Within the records below, find each line that holds the string "JsonlMenuSource", then copy it.

Segment Start: Records for the task

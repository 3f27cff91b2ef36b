use crate::{ImageBuilderError, ImageBuilderResult};
use std::path::Path;
use std::process::Command;
use tracing::{debug, info, warn};

/// Which container runtime is driving builds and runs.
#[derive(Debug, Clone, Copy, PartialEq, Eq)]
pub enum ContainerRuntime {
    Podman,
    Docker,
    None,
}

impl ContainerRuntime {
    pub fn command(&self) -> Option<&'static str> {
        match self {
            ContainerRuntime::Podman => Some("podman"),
            ContainerRuntime::Docker => Some("docker"),
            ContainerRuntime::None => None,
        }
    }
}

impl std::fmt::Display for ContainerRuntime {
    fn fmt(&self, f: &mut std::fmt::Formatter<'_>) -> std::fmt::Result {
        match self.command() {
            Some(command) => write!(f, "{command}"),
            None => write!(f, "none"),
        }
    }
}

/// Probe for an available container runtime, preferring podman.
pub fn detect_runtime() -> ContainerRuntime {
    if runtime_responds("podman") {
        debug!("Detected podman");
        return ContainerRuntime::Podman;
    }
    if runtime_responds("docker") {
        debug!("Detected docker");
        return ContainerRuntime::Docker;
    }
    debug!("No container runtime detected");
    ContainerRuntime::None
}

fn runtime_responds(command: &str) -> bool {
    Command::new(command)
        .arg("--version")
        .output()
        .map(|output| output.status.success())
        .unwrap_or(false)
}

/// Build an image from a context directory that contains a Dockerfile.
pub fn build_image(
    runtime: &ContainerRuntime,
    context: &Path,
    tag: &str,
) -> ImageBuilderResult<()> {
    let dockerfile = context.join("Dockerfile");
    if !dockerfile.is_file() {
        return Err(ImageBuilderError::BuildContext {
            message: format!("missing Dockerfile at {}", dockerfile.display()),
        });
    }

    let command = runtime
        .command()
        .ok_or(ImageBuilderError::NoRuntimeAvailable)?;

    info!("Building image '{tag}' with {command}");
    let output = Command::new(command)
        .args(["build", "-t", tag])
        .arg(context)
        .output()?;

    if !output.status.success() {
        let stderr = String::from_utf8_lossy(&output.stderr);
        return Err(ImageBuilderError::BuildFailed {
            reason: stderr.trim().to_string(),
        });
    }
    info!("Built image '{tag}'");
    Ok(())
}

/// Start a detached container from the image, injecting PORT and publishing
/// the same port on the host. Returns the container id.
pub fn run_image(
    runtime: &ContainerRuntime,
    tag: &str,
    port: u16,
) -> ImageBuilderResult<String> {
    let command = runtime
        .command()
        .ok_or(ImageBuilderError::NoRuntimeAvailable)?;

    info!("Starting container from '{tag}' on port {port}");
    let output = Command::new(command)
        .args([
            "run",
            "-d",
            "--rm",
            "-e",
            &format!("PORT={port}"),
            "-p",
            &format!("{port}:{port}"),
            tag,
        ])
        .output()?;

    if !output.status.success() {
        let stderr = String::from_utf8_lossy(&output.stderr);
        return Err(ImageBuilderError::RunFailed {
            reason: stderr.trim().to_string(),
        });
    }

    let container_id = String::from_utf8_lossy(&output.stdout).trim().to_string();
    if container_id.is_empty() {
        return Err(ImageBuilderError::RunFailed {
            reason: "runtime did not report a container id".to_string(),
        });
    }
    Ok(container_id)
}

/// Force-remove a container, tolerating failures so cleanup paths never
/// mask the original error.
pub fn remove_container(runtime: &ContainerRuntime, container_id: &str) -> ImageBuilderResult<()> {
    let Some(command) = runtime.command() else {
        return Ok(());
    };

    let output = Command::new(command)
        .args(["rm", "-f", container_id])
        .output()?;
    if !output.status.success() {
        let stderr = String::from_utf8_lossy(&output.stderr);
        warn!("Failed to remove container {container_id}: {}", stderr.trim());
    }
    Ok(())
}
use clap::{Parser, Subcommand};
use image_builder::{build_image, detect_runtime, ImageRecipe};
use server::config::Settings;
use server::menu::menu_source_for;
use server::migrate::Migrator;
use server::search::SearchService;
use server::web::{self, AppState};
use std::path::{Path, PathBuf};
use std::sync::Arc;
use tracing::info;

#[derive(Parser)]
#[command(name = "menu-search")]
#[command(about = "Semantic menu search service with Qdrant-backed retrieval")]
struct Cli {
    #[command(subcommand)]
    command: Commands,
}

#[derive(Subcommand)]
enum Commands {
    /// Run the web server
    Serve {
        /// Listen port (overrides the PORT environment variable)
        #[arg(short, long)]
        port: Option<u16>,

        /// Worker threads for the request runtime
        #[arg(long)]
        threads: Option<usize>,

        /// Per-request timeout in seconds, 0 disables it
        #[arg(long)]
        timeout_secs: Option<u64>,
    },

    /// Rebuild the vector collection from the configured menu source
    Migrate {
        /// Menu source type: sqlite or jsonl
        #[arg(long)]
        source: Option<String>,

        /// Target collection (defaults to the provider's collection)
        #[arg(long)]
        collection: Option<String>,

        /// How many names to embed and upload per request
        #[arg(long)]
        batch_size: Option<usize>,
    },

    /// Check connectivity to the embedding provider and Qdrant
    Health,

    /// Render the deployment Dockerfile, optionally building and running it
    Image {
        /// Write the Dockerfile to this path instead of stdout
        #[arg(long)]
        output: Option<PathBuf>,

        /// Build the image with the detected container runtime
        #[arg(long)]
        build: bool,

        /// Image tag used when building
        #[arg(long, default_value = "menu-search:latest")]
        tag: String,

        /// Start the built image, publishing this port and setting PORT
        #[arg(long)]
        run_port: Option<u16>,
    },
}

fn main() -> Result<(), Box<dyn std::error::Error>> {
    tracing_subscriber::fmt()
        .with_env_filter(tracing_subscriber::EnvFilter::from_default_env())
        .init();

    let cli = Cli::parse();

    match cli.command {
        Commands::Serve {
            port,
            threads,
            timeout_secs,
        } => {
            let mut settings = Settings::load()?;
            if let Some(port) = port {
                settings.port = port;
            }
            if let Some(threads) = threads {
                settings.worker_threads = threads;
            }
            if let Some(timeout) = timeout_secs {
                settings.request_timeout_secs = timeout;
            }
            settings.validate()?;

            // One process per container; concurrency comes from the worker
            // thread pool, so the runtime is built by hand.
            let runtime = tokio::runtime::Builder::new_multi_thread()
                .worker_threads(settings.worker_threads)
                .enable_all()
                .build()?;
            runtime.block_on(run_serve(settings))?;
        }
        Commands::Migrate {
            source,
            collection,
            batch_size,
        } => {
            let mut settings = Settings::load()?;
            if let Some(source) = source {
                settings.menu_source = source;
            }
            if let Some(collection) = collection {
                settings.collection_name = collection;
            }
            let runtime = tokio::runtime::Builder::new_multi_thread()
                .enable_all()
                .build()?;
            runtime.block_on(run_migrate(settings, batch_size))?;
        }
        Commands::Health => {
            let settings = Settings::load()?;
            let runtime = tokio::runtime::Builder::new_multi_thread()
                .enable_all()
                .build()?;
            runtime.block_on(run_health(settings))?;
        }
        Commands::Image {
            output,
            build,
            tag,
            run_port,
        } => {
            run_image_command(output, build, tag, run_port)?;
        }
    }

    Ok(())
}

async fn run_serve(settings: Settings) -> Result<(), Box<dyn std::error::Error>> {
    info!(
        "Starting menu-search on port {} with {} worker thread(s)",
        settings.port, settings.worker_threads
    );
    match settings.request_timeout() {
        Some(timeout) => info!("Per-request timeout: {timeout:?}"),
        None => info!("Per-request timeout: disabled"),
    }

    let service = SearchService::from_settings(&settings);
    let state = Arc::new(AppState {
        service,
        request_timeout: settings.request_timeout(),
    });
    web::serve(state, settings.port).await?;
    Ok(())
}

async fn run_migrate(
    settings: Settings,
    batch_size: Option<usize>,
) -> Result<(), Box<dyn std::error::Error>> {
    let source = menu_source_for(
        &settings.menu_source,
        &settings.menu_db_path,
        &settings.menu_file_path,
    )?;

    let mut migrator = Migrator::from_settings(&settings)?;
    if let Some(batch_size) = batch_size {
        migrator = migrator.with_batch_size(batch_size);
    }
    let report = migrator.run(source.as_ref()).await?;

    println!("Migration report:");
    println!("  source:         {}", report.source);
    println!("  collection:     {}", report.collection);
    println!("  items found:    {}", report.items_found);
    println!("  items migrated: {}", report.items_migrated);
    if let Some(size) = report.vector_size {
        println!("  vector size:    {size}");
    }
    println!(
        "  duration:       {}ms",
        (report.finished_at - report.started_at).num_milliseconds()
    );
    Ok(())
}

async fn run_health(settings: Settings) -> Result<(), Box<dyn std::error::Error>> {
    let mut failures = 0;

    match settings.embedding_provider() {
        Some(provider) => match provider.health_check().await {
            Ok(()) => println!(
                "✓ Embedding provider '{}' is reachable",
                provider.provider_name()
            ),
            Err(e) => {
                println!(
                    "✗ Embedding provider '{}' failed: {e}",
                    provider.provider_name()
                );
                failures += 1;
            }
        },
        None => println!("- Embedding provider is not configured"),
    }

    match settings.qdrant_client() {
        Some(client) => match client.health_check().await {
            Ok(()) => {
                println!("✓ Qdrant at {} is ready", client.url());
                match client.collection_info(&settings.collection_name).await {
                    Ok(info) => println!(
                        "✓ Collection '{}' holds {} point(s)",
                        settings.collection_name, info.points_count
                    ),
                    Err(e) => println!(
                        "- Collection '{}' is not readable yet: {e}",
                        settings.collection_name
                    ),
                }
            }
            Err(e) => {
                println!("✗ Qdrant at {} failed: {e}", client.url());
                failures += 1;
            }
        },
        None => println!("- Qdrant is not configured"),
    }

    if failures > 0 {
        return Err(format!("{failures} health check(s) failed").into());
    }
    Ok(())
}

fn run_image_command(
    output: Option<PathBuf>,
    build: bool,
    tag: String,
    run_port: Option<u16>,
) -> Result<(), Box<dyn std::error::Error>> {
    let recipe = ImageRecipe::default();
    let dockerfile = recipe.render();

    match &output {
        Some(path) => {
            std::fs::write(path, &dockerfile)?;
            println!("Wrote Dockerfile to {}", path.display());
        }
        None if !build && run_port.is_none() => print!("{dockerfile}"),
        None => {}
    }

    if build || run_port.is_some() {
        let runtime = detect_runtime();
        if build {
            build_image(&runtime, Path::new("."), &tag)?;
            println!("Built image {tag}");
        }
        if let Some(port) = run_port {
            let container_id = image_builder::run_image(&runtime, &tag, port)?;
            println!("Started container {container_id} publishing port {port}");
        }
    }
    Ok(())
}
use serde::Deserialize;
use std::collections::HashSet;
use std::path::{Path, PathBuf};
use thiserror::Error;
use tracing::debug;

#[derive(Error, Debug)]
pub enum MenuSourceError {
    #[error("Database error: {0}")]
    Database(#[from] rusqlite::Error),

    #[error("IO error: {0}")]
    Io(#[from] std::io::Error),

    #[error("Malformed record on line {line}: {message}")]
    MalformedRecord { line: usize, message: String },

    #[error("Unsupported menu source '{requested}', expected one of: sqlite, jsonl")]
    UnsupportedSource { requested: String },
}

pub type MenuResult<T> = Result<T, MenuSourceError>;

/// A place menu item names can be read from ahead of migration. Names are
/// returned deduplicated, with blank entries dropped.
pub trait MenuSource: Send {
    fn distinct_item_names(&self) -> MenuResult<Vec<String>>;

    /// Short label for logs and the migration report.
    fn source_name(&self) -> &'static str;
}

/// Reads item names from a SQLite database with a `menu_items` table.
pub struct SqliteMenuSource {
    path: PathBuf,
}

impl SqliteMenuSource {
    pub fn new(path: impl Into<PathBuf>) -> Self {
        Self { path: path.into() }
    }
}

impl MenuSource for SqliteMenuSource {
    fn distinct_item_names(&self) -> MenuResult<Vec<String>> {
        debug!("Opening menu database at {}", self.path.display());
        let conn = rusqlite::Connection::open(&self.path)?;
        let mut stmt = conn.prepare("SELECT DISTINCT item_name FROM menu_items")?;
        let names = stmt
            .query_map([], |row| row.get::<_, String>(0))?
            .collect::<Result<Vec<String>, rusqlite::Error>>()?;

        Ok(names
            .into_iter()
            .filter(|name| !name.trim().is_empty())
            .collect())
    }

    fn source_name(&self) -> &'static str {
        "sqlite"
    }
}

#[derive(Debug, Deserialize)]
struct MenuRecord {
    item_name: String,
}

/// Reads item names from a JSON Lines file, one `{"item_name": ...}` object
/// per line. Duplicates keep their first position.
pub struct JsonlMenuSource {
    path: PathBuf,
}

impl JsonlMenuSource {
    pub fn new(path: impl Into<PathBuf>) -> Self {
        Self { path: path.into() }
    }
}

impl MenuSource for JsonlMenuSource {
    fn distinct_item_names(&self) -> MenuResult<Vec<String>> {
        debug!("Reading menu file at {}", self.path.display());
        let contents = std::fs::read_to_string(&self.path)?;

        let mut seen = HashSet::new();
        let mut names = Vec::new();
        for (index, line) in contents.lines().enumerate() {
            let line = line.trim();
            if line.is_empty() {
                continue;
            }
            let record: MenuRecord = serde_json::from_str(line).map_err(|e| {
                MenuSourceError::MalformedRecord {
                    line: index + 1,
                    message: e.to_string(),
                }
            })?;
            let name = record.item_name.trim().to_string();
            if name.is_empty() {
                continue;
            }
            if seen.insert(name.clone()) {
                names.push(name);
            }
        }
        Ok(names)
    }

    fn source_name(&self) -> &'static str {
        "jsonl"
    }
}

/// Select a menu source by its type name, as configured via `MENU_SOURCE`.
pub fn menu_source_for(
    kind: &str,
    db_path: &Path,
    file_path: &Path,
) -> MenuResult<Box<dyn MenuSource>> {
    match kind.to_ascii_lowercase().as_str() {
        "sqlite" => Ok(Box::new(SqliteMenuSource::new(db_path))),
        "jsonl" => Ok(Box::new(JsonlMenuSource::new(file_path))),
        other => Err(MenuSourceError::UnsupportedSource {
            requested: other.to_string(),
        }),
    }
}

Segment End: Records for the task

→ Your response
pub struct JsonlMenuSource {
impl JsonlMenuSource {
impl MenuSource for JsonlMenuSource {
        "jsonl" => Ok(Box::new(JsonlMenuSource::new(file_path))),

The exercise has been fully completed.